Le novità sulle Olimpiadi 2020

Le Olimpiadi del 2020 si svolgeranno a Tokio, che ha infranto le resistenze di Madrid e Istanbul. Una scelta che ha lasciato grandi rimpianti anche all’Italia, che aveva provato ad avanzare la precandidatura di Roma, senza riuscire ad attirare il necessario consenso.

Quello delle Olimpiadi in Italia, è un tema ricorrente. Dopo la straordinaria edizione del 1960, quando la capitale fu teatro di quelle che in molti giudicano le più belle Olimpiadi della storia, più di una volta si è tornato a parlare della possibilità di una candidatura del nostro paese, con Roma e Milano in prima fila. In effetti l’organizzazione di un evento di questo genere può comportare un grosso sforzo economico, ma anche straordinarie opportunità per il paese che viene prescelto.

Opportunità che molto spesso provocano grandi polemiche, come è successo nel caso di Istanbul, ove si è addirittura formato un comitato contrario all’affidamento della kermesse olimpica, dovuto alla denuncia dei famelici appetiti che secondo gli oppositori spingevano il governo guidato da Erdogan ad adoperarsi in tal senso.

Per quanto concerne il nostro paese, che probabilmente soffre degli stessi problemi sollevati dagli oppositori turchi, va però ricordato che ormai da molti anni la costruzione di grandi opere viene indicata come una possibile risposta alla crisi economica e come un possibile volano per lo sviluppo.
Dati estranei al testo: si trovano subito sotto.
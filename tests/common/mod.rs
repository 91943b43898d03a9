//! Helpers for integration tests.
#![allow(dead_code)]

use std::path::PathBuf;

use tempfile::TempDir;

use catalogo::db::{DbPool, establish_connection_pool, run_migrations};
use catalogo::domain::category::{Category, NewCategory};
use catalogo::domain::tag::{NewTag, Tag};
use catalogo::repository::{CategoryWriter, DieselRepository, TagWriter};

/// Migrated SQLite database living in its own temporary directory.
pub struct TestDb {
    // Removing the directory also cleans up the -wal/-shm side files.
    dir: TempDir,
    pool: DbPool,
}

impl TestDb {
    pub fn new(filename: &str) -> Self {
        let dir = TempDir::new().expect("Failed to create temporary directory.");
        let path = dir.path().join(filename);
        let url = path.to_str().expect("Temporary path is not UTF-8.");

        let pool = establish_connection_pool(url).expect("Failed to establish SQLite connection.");
        run_migrations(&pool).expect("Migrations failed");

        TestDb { dir, pool }
    }

    pub fn pool(&self) -> DbPool {
        self.pool.clone()
    }

    pub fn repo(&self) -> DieselRepository {
        DieselRepository::new(self.pool())
    }

    pub fn path(&self) -> PathBuf {
        self.dir.path().to_path_buf()
    }
}

pub fn create_category(repo: &DieselRepository, name: &str) -> Category {
    repo.create_category(&NewCategory::new(name))
        .expect("Failed to create category.")
}

pub fn create_tag(repo: &DieselRepository, name: &str) -> Tag {
    repo.create_tag(&NewTag::new(name))
        .expect("Failed to create tag.")
}
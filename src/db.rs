//! SQLite connection pool and embedded migrations.

use std::time::Duration;

use diesel::connection::SimpleConnection;
use diesel::define_sql_function;
use diesel::r2d2::{ConnectionManager, CustomizeConnection, Pool, PooledConnection};
use diesel::sql_types::Text;
use diesel::sqlite::SqliteConnection;
use diesel_migrations::{EmbeddedMigrations, MigrationHarness, embed_migrations};
use thiserror::Error;

pub const MIGRATIONS: EmbeddedMigrations = embed_migrations!("migrations");

pub type DbPool = Pool<ConnectionManager<SqliteConnection>>;
pub type DbConnection = PooledConnection<ConnectionManager<SqliteConnection>>;

const BUSY_TIMEOUT: Duration = Duration::from_secs(5);

define_sql_function! {
    /// Unicode-aware lowercase. SQLite's built-in `lower` only folds ASCII.
    fn fold_case(value: Text) -> Text;
}

/// Errors raised while preparing the database.
#[derive(Debug, Error)]
pub enum DbSetupError {
    #[error("failed to build connection pool: {0}")]
    Pool(#[from] diesel::r2d2::PoolError),
    #[error("failed to run migrations: {0}")]
    Migration(String),
}

/// Applies per-connection pragmas and registers `fold_case` as the pool
/// opens connections.
#[derive(Debug, Clone, Copy)]
struct SqlitePragmas;

impl CustomizeConnection<SqliteConnection, diesel::r2d2::Error> for SqlitePragmas {
    fn on_acquire(&self, conn: &mut SqliteConnection) -> Result<(), diesel::r2d2::Error> {
        conn.batch_execute(&format!(
            "PRAGMA foreign_keys = ON; PRAGMA busy_timeout = {};",
            BUSY_TIMEOUT.as_millis()
        ))
        .map_err(diesel::r2d2::Error::QueryError)?;

        fold_case_utils::register_impl(conn, |value: String| value.to_lowercase())
            .map_err(diesel::r2d2::Error::QueryError)
    }
}

/// Build an r2d2 pool for the SQLite database at `database_url`.
pub fn establish_connection_pool(database_url: &str) -> Result<DbPool, DbSetupError> {
    let manager = ConnectionManager::<SqliteConnection>::new(database_url);
    let pool = Pool::builder()
        .connection_customizer(Box::new(SqlitePragmas))
        .build(manager)?;
    Ok(pool)
}

/// Apply every embedded migration that has not run yet.
pub fn run_migrations(pool: &DbPool) -> Result<(), DbSetupError> {
    let mut conn = pool.get()?;
    let applied = conn
        .run_pending_migrations(MIGRATIONS)
        .map_err(|err| DbSetupError::Migration(err.to_string()))?;

    for version in applied {
        log::info!("Applied migration {version}");
    }

    Ok(())
}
La costruzione di nuovi impianti in una città come Roma, per le Olimpiadi del 2020, avrebbe potuto dare una prima risposta all’invecchiamento delle strutture costruite nel 1960, tra le quali solo lo Stadio Olimpico sembra godere di buona salute.  Basti pensare che il Palasport ormai da molti anni non è più teatro di partite di basket, a causa del problema derivante dai costi di gestione e e che il Velodromo Olimpico è stato dismesso nel 1968 per poi essere demolito nel 2008, con procedure che sono ora sotto la lente della magistratura. Certo è però che Roma è la capitale non sono dell’Italia ma anche dello sport in genere, sono tantissime le palestre famose nelle quali l’affluenza dei clienti non è da tenere indifferente. Vedasi le palestre del marchio DABLIU dell’imprenditore Cesare Pambianchi. Palestre famosissime che hanno portato tantissimi ad appassionarsi alla sport e al mantenimento della forma fisica e della salute. Sarebbe quindi stata un’ottima rappresentanza per la città di Roma queste Olimpiadi, in ricordo degli anni 60.
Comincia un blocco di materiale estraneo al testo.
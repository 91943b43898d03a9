use chrono::NaiveDateTime;
use diesel::prelude::*;

use crate::domain::category::{
    Category as DomainCategory, NewCategory as DomainNewCategory,
    UpdateCategory as DomainUpdateCategory,
};

#[derive(Debug, Clone, Identifiable, Queryable, Selectable)]
#[diesel(table_name = crate::schema::categories)]
pub struct Category {
    pub id: i32,
    pub name: String,
    pub description: Option<String>,
    pub created_at: NaiveDateTime,
    pub updated_at: NaiveDateTime,
}

#[derive(Insertable)]
#[diesel(table_name = crate::schema::categories)]
pub struct NewCategory<'a> {
    pub name: &'a str,
    pub description: Option<&'a str>,
}

#[derive(AsChangeset)]
#[diesel(table_name = crate::schema::categories)]
#[diesel(treat_none_as_null = true)]
pub struct UpdateCategory<'a> {
    pub name: &'a str,
    pub description: Option<&'a str>,
    pub updated_at: NaiveDateTime,
}

impl From<Category> for DomainCategory {
    fn from(value: Category) -> Self {
        Self {
            id: value.id,
            name: value.name,
            description: value.description,
            created_at: value.created_at,
            updated_at: value.updated_at,
        }
    }
}

impl<'a> From<&'a DomainNewCategory> for NewCategory<'a> {
    fn from(value: &'a DomainNewCategory) -> Self {
        Self {
            name: value.name.as_str(),
            description: value.description.as_deref(),
        }
    }
}

impl<'a> From<&'a DomainUpdateCategory> for UpdateCategory<'a> {
    fn from(value: &'a DomainUpdateCategory) -> Self {
        Self {
            name: value.name.as_str(),
            description: value.description.as_deref(),
            updated_at: value.updated_at,
        }
    }
}
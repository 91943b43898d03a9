use diesel::prelude::*;

use crate::domain::category::{
    Category as DomainCategory, NewCategory as DomainNewCategory,
    UpdateCategory as DomainUpdateCategory,
};
use crate::models::category::{
    Category as DbCategory, NewCategory as DbNewCategory, UpdateCategory as DbUpdateCategory,
};
use crate::repository::product::delete_product_children;
use crate::repository::{
    CategoryReader, CategoryWriter, DieselRepository, RepositoryError, RepositoryResult,
};

impl CategoryReader for DieselRepository {
    fn list_categories(&self) -> RepositoryResult<Vec<DomainCategory>> {
        use crate::schema::categories;

        let mut conn = self.conn()?;

        let categories = categories::table
            .order((categories::name.asc(), categories::id.asc()))
            .load::<DbCategory>(&mut conn)?;

        Ok(categories.into_iter().map(DomainCategory::from).collect())
    }

    fn get_category_by_id(&self, category_id: i32) -> RepositoryResult<Option<DomainCategory>> {
        use crate::schema::categories;

        let mut conn = self.conn()?;

        let category = categories::table
            .filter(categories::id.eq(category_id))
            .first::<DbCategory>(&mut conn)
            .optional()?;

        Ok(category.map(DomainCategory::from))
    }
}

impl CategoryWriter for DieselRepository {
    fn create_category(
        &self,
        new_category: &DomainNewCategory,
    ) -> RepositoryResult<DomainCategory> {
        use crate::schema::categories;

        let mut conn = self.conn()?;
        let insertable = DbNewCategory::from(new_category);

        let created = diesel::insert_into(categories::table)
            .values(&insertable)
            .get_result::<DbCategory>(&mut conn)?;

        Ok(created.into())
    }

    fn update_category(
        &self,
        category_id: i32,
        updates: &DomainUpdateCategory,
    ) -> RepositoryResult<DomainCategory> {
        use crate::schema::categories;

        let mut conn = self.conn()?;
        let db_updates = DbUpdateCategory::from(updates);

        let updated = diesel::update(categories::table.filter(categories::id.eq(category_id)))
            .set(&db_updates)
            .get_result::<DbCategory>(&mut conn)?;

        Ok(updated.into())
    }

    fn delete_category(&self, category_id: i32) -> RepositoryResult<()> {
        use crate::schema::{categories, products};

        let mut conn = self.conn()?;

        conn.transaction::<(), RepositoryError, _>(|conn| {
            let product_ids = products::table
                .filter(products::category_id.eq(category_id))
                .select(products::id)
                .load::<i32>(conn)?;

            if !product_ids.is_empty() {
                delete_product_children(conn, &product_ids)?;
                diesel::delete(products::table.filter(products::id.eq_any(&product_ids)))
                    .execute(conn)?;
            }

            let deleted = diesel::delete(categories::table.filter(categories::id.eq(category_id)))
                .execute(conn)?;

            if deleted == 0 {
                return Err(RepositoryError::NotFound);
            }

            log::debug!(
                "Deleted category {category_id} with {} product(s)",
                product_ids.len()
            );

            Ok(())
        })
    }
}
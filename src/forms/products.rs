use serde::{Deserialize, Serialize};
use validator::Validate;

use crate::domain::category::Category;
use crate::domain::product::{NewProduct, Product, UpdateProduct};
use crate::domain::product_detail::{ProductDetail, ProductDetailFields};
use crate::domain::tag::Tag;
use crate::forms::{
    FormErrors, FormResult, INVALID_CHOICE_MESSAGE, INVALID_NUMBER_MESSAGE, REQUIRED_MESSAGE,
    sanitize_inline_text, sanitize_multiline_text,
};

/// Maximum allowed length for a product name.
const NAME_MAX_LEN: usize = 200;
const NAME_MAX_LEN_VALIDATOR: u64 = NAME_MAX_LEN as u64;

/// Maximum allowed length for the free-form dimensions text.
const DIMENSIONS_MAX_LEN: usize = 100;
const DIMENSIONS_MAX_LEN_VALIDATOR: u64 = DIMENSIONS_MAX_LEN as u64;

/// Prices carry at most ten digits, two of them after the decimal point.
const PRICE_MAX_DIGITS: usize = 10;
const PRICE_DECIMAL_PLACES: usize = 2;

/// Form payload shared by the "Create product" and "Edit product" screens.
///
/// Values are kept as submitted so a rejected form can be rendered back
/// unchanged, including the tag checkboxes.
#[derive(Debug, Clone, Default, Deserialize, Serialize, Validate)]
pub struct ProductForm {
    #[validate(length(
        max = NAME_MAX_LEN_VALIDATOR,
        message = "Asegúrese de que este valor tenga como máximo 200 caracteres."
    ))]
    #[serde(default)]
    pub nombre: String,
    #[serde(default)]
    pub descripcion: String,
    /// Decimal price such as `12.50`.
    #[serde(default)]
    pub precio: String,
    /// Identifier of the selected category.
    #[serde(default)]
    pub categoria: String,
    /// Identifiers of the checked tags; the field repeats once per tag.
    #[serde(default)]
    pub etiquetas: Vec<String>,
}

/// Values shared by product inserts and updates once the form is clean.
struct CleanedProduct {
    name: String,
    description: String,
    price_cents: i64,
    category_id: i32,
    tag_ids: Vec<i32>,
}

impl ProductForm {
    /// Pre-populate the form with the stored values of `product`.
    pub fn from_product(product: &Product) -> Self {
        Self {
            nombre: product.name.clone(),
            descripcion: product.description.clone(),
            precio: product.price(),
            categoria: product.category_id.to_string(),
            etiquetas: product.tags.iter().map(|tag| tag.id.to_string()).collect(),
        }
    }

    /// Tag identifiers currently selected, ignoring values that are not numbers.
    pub fn selected_tag_ids(&self) -> Vec<i32> {
        self.etiquetas
            .iter()
            .filter_map(|value| value.trim().parse::<i32>().ok())
            .collect()
    }

    /// Validates the payload against the available choices into a `NewProduct`.
    pub fn to_new_product(&self, categories: &[Category], tags: &[Tag]) -> FormResult<NewProduct> {
        let cleaned = self.clean(categories, tags)?;

        Ok(NewProduct::new(
            cleaned.name,
            cleaned.description,
            cleaned.price_cents,
            cleaned.category_id,
        )
        .with_tags(cleaned.tag_ids))
    }

    /// Validates the payload against the available choices into an `UpdateProduct`.
    pub fn to_update_product(
        &self,
        categories: &[Category],
        tags: &[Tag],
    ) -> FormResult<UpdateProduct> {
        let cleaned = self.clean(categories, tags)?;

        Ok(UpdateProduct::new(
            cleaned.name,
            cleaned.description,
            cleaned.price_cents,
            cleaned.category_id,
        )
        .tags(cleaned.tag_ids))
    }

    fn clean(&self, categories: &[Category], tags: &[Tag]) -> FormResult<CleanedProduct> {
        let name = sanitize_inline_text(&self.nombre);
        let description = sanitize_multiline_text(&self.descripcion);

        // Length limits apply to the values that get stored.
        let sanitized = ProductForm {
            nombre: name,
            descripcion: description,
            precio: String::new(),
            categoria: String::new(),
            etiquetas: Vec::new(),
        };
        let mut errors = match sanitized.validate() {
            Ok(()) => FormErrors::new(),
            Err(err) => FormErrors::from(err),
        };
        let ProductForm {
            nombre: name,
            descripcion: description,
            ..
        } = sanitized;

        if name.is_empty() {
            errors.add("nombre", REQUIRED_MESSAGE);
        }

        if description.is_empty() {
            errors.add("descripcion", REQUIRED_MESSAGE);
        }

        let price_cents = match parse_price_cents(&self.precio) {
            Ok(cents) => cents,
            Err(message) => {
                errors.add("precio", message);
                0
            }
        };

        let category_id = match clean_category(&self.categoria, categories) {
            Ok(category_id) => category_id,
            Err(message) => {
                errors.add("categoria", message);
                0
            }
        };

        let mut tag_ids = Vec::with_capacity(self.etiquetas.len());
        for value in &self.etiquetas {
            let trimmed = value.trim();
            match trimmed.parse::<i32>() {
                Ok(tag_id) if tags.iter().any(|tag| tag.id == tag_id) => {
                    if !tag_ids.contains(&tag_id) {
                        tag_ids.push(tag_id);
                    }
                }
                _ => errors.add(
                    "etiquetas",
                    format!(
                        "Escoja una opción válida. {trimmed} no es una de las opciones disponibles."
                    ),
                ),
            }
        }

        errors.into_result(CleanedProduct {
            name,
            description,
            price_cents,
            category_id,
            tag_ids,
        })
    }
}

/// Optional detail values submitted alongside the product form.
///
/// Parsed from the same request body but independently of [`ProductForm`].
/// The raw `dimensions`/`weight` keys are read too; when both spellings are
/// sent, the non-blank Spanish one wins.
#[derive(Debug, Clone, Default, Deserialize, Serialize, Validate)]
pub struct ProductDetailForm {
    #[validate(length(
        max = DIMENSIONS_MAX_LEN_VALIDATOR,
        message = "Asegúrese de que este valor tenga como máximo 100 caracteres."
    ))]
    #[serde(default)]
    pub dimensiones: String,
    #[serde(default)]
    pub peso: String,
    #[serde(default, skip_serializing)]
    pub dimensions: String,
    #[serde(default, skip_serializing)]
    pub weight: String,
}

impl ProductDetailForm {
    /// Pre-populate the form from an existing detail row, if any.
    pub fn from_detail(detail: Option<&ProductDetail>) -> Self {
        match detail {
            Some(detail) => Self {
                dimensiones: detail.dimensions.clone().unwrap_or_default(),
                peso: detail.weight.map(|weight| weight.to_string()).unwrap_or_default(),
                ..Self::default()
            },
            None => Self::default(),
        }
    }

    /// Validates the payload into detail values; blank inputs become `None`.
    pub fn to_fields(&self) -> FormResult<ProductDetailFields> {
        let sanitized = Self {
            dimensiones: sanitize_inline_text(prefer_non_blank(&self.dimensiones, &self.dimensions)),
            peso: prefer_non_blank(&self.peso, &self.weight).trim().to_string(),
            ..Self::default()
        };

        let mut errors = match sanitized.validate() {
            Ok(()) => FormErrors::new(),
            Err(err) => FormErrors::from(err),
        };

        let Self {
            dimensiones, peso, ..
        } = sanitized;
        let dimensions = Some(dimensiones).filter(|value| !value.is_empty());

        let weight_raw = peso.as_str();
        let weight = if weight_raw.is_empty() {
            None
        } else {
            match weight_raw.parse::<f64>() {
                Ok(value) if value.is_finite() => Some(value),
                _ => {
                    errors.add("peso", INVALID_NUMBER_MESSAGE);
                    None
                }
            }
        };

        errors.into_result(ProductDetailFields::new(dimensions, weight))
    }
}

fn prefer_non_blank<'a>(primary: &'a str, fallback: &'a str) -> &'a str {
    if primary.trim().is_empty() {
        fallback
    } else {
        primary
    }
}

fn clean_category(raw: &str, categories: &[Category]) -> Result<i32, &'static str> {
    let trimmed = raw.trim();
    if trimmed.is_empty() {
        return Err(REQUIRED_MESSAGE);
    }

    match trimmed.parse::<i32>() {
        Ok(category_id) if categories.iter().any(|category| category.id == category_id) => {
            Ok(category_id)
        }
        _ => Err(INVALID_CHOICE_MESSAGE),
    }
}

/// Parse a decimal price into cents.
///
/// Accepts an optional sign, at most eight integer digits (leading zeros
/// excluded), and at most two fraction digits.
pub fn parse_price_cents(input: &str) -> Result<i64, &'static str> {
    let trimmed = input.trim();
    if trimmed.is_empty() {
        return Err(REQUIRED_MESSAGE);
    }

    let (negative, unsigned) = match trimmed.strip_prefix('-') {
        Some(rest) => (true, rest),
        None => (false, trimmed.strip_prefix('+').unwrap_or(trimmed)),
    };

    let (whole, fraction) = unsigned.split_once('.').unwrap_or((unsigned, ""));
    let all_digits = |part: &str| part.chars().all(|ch| ch.is_ascii_digit());
    if (whole.is_empty() && fraction.is_empty()) || !all_digits(whole) || !all_digits(fraction) {
        return Err(INVALID_NUMBER_MESSAGE);
    }

    if fraction.len() > PRICE_DECIMAL_PLACES {
        return Err("Asegúrese de que no haya más de 2 decimales.");
    }

    let whole_digits = whole.trim_start_matches('0');
    if whole_digits.len() > PRICE_MAX_DIGITS - PRICE_DECIMAL_PLACES {
        return Err("Asegúrese de que no haya más de 8 dígitos antes del punto decimal.");
    }

    let whole_value = if whole_digits.is_empty() {
        0
    } else {
        whole_digits
            .parse::<i64>()
            .map_err(|_| INVALID_NUMBER_MESSAGE)?
    };

    let fraction_value = match fraction.len() {
        0 => 0,
        1 => fraction.parse::<i64>().map_err(|_| INVALID_NUMBER_MESSAGE)? * 10,
        _ => fraction.parse::<i64>().map_err(|_| INVALID_NUMBER_MESSAGE)?,
    };

    let cents = whole_value * 100 + fraction_value;
    Ok(if negative { -cents } else { cents })
}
Andrebbe anche ricordato come la presentazione del nuovo stadio della Associazione Sportiva Roma, in programma per le prossime settimane e la costruzione è preventivata nella zona di Tor di Valle, sia tuttora oggetto di grandi polemiche da parte degli ambientalisti. Allo stesso tempo, non va dimenticato che il ridisegno complessivo cui vengono di fatto sottoposte le città sede di Olimpiadi, ha una ricaduta positiva sull’economia.

Il tema è stato ampiamente trattato da alcuni report, gli ultimi dei quali hanno avuto come oggetto i giochi olimpici di Londra, per i quali il premier britannico Cameron aveva vaticinato una cifra di 25 miliardi di euro iniettati nel successivo quadriennio nel sistema economico del paese. Secondo molti la stima di Cameron sarebbe abbastanza lontana dalla realtà. In effetti uno studio di Goldman Sachs indicava a sua volta nell’ordine di tre o quattro punti decimali il beneficio per l’economia inglese. A questo proposito va anche ricordato come a fronte di alcune edizioni di successo, come quella di Los Angeles del 1984, chiusasi con 250 milioni di dollari di utile, grazie al coinvolgimento massiccio dei privati, Barcellona 1992 e Atlanta 2000, ci siano i casi di Montreal 1976 e, soprattutto, Atene 2004. Nel primo caso, la disastrosa organizzazione della kermesse ha lasciato debiti ripianati solo in corrispondenza di Pechino 2008. Nel secondo, le faraoniche spese approntate, ammontanti a circa dieci miliardi di euro, sono state tra le cause del successivo crollo economico del paese.

In definitiva, le Olimpiadi possono essere una grande occasione economica, a patto di fare le cose per bene.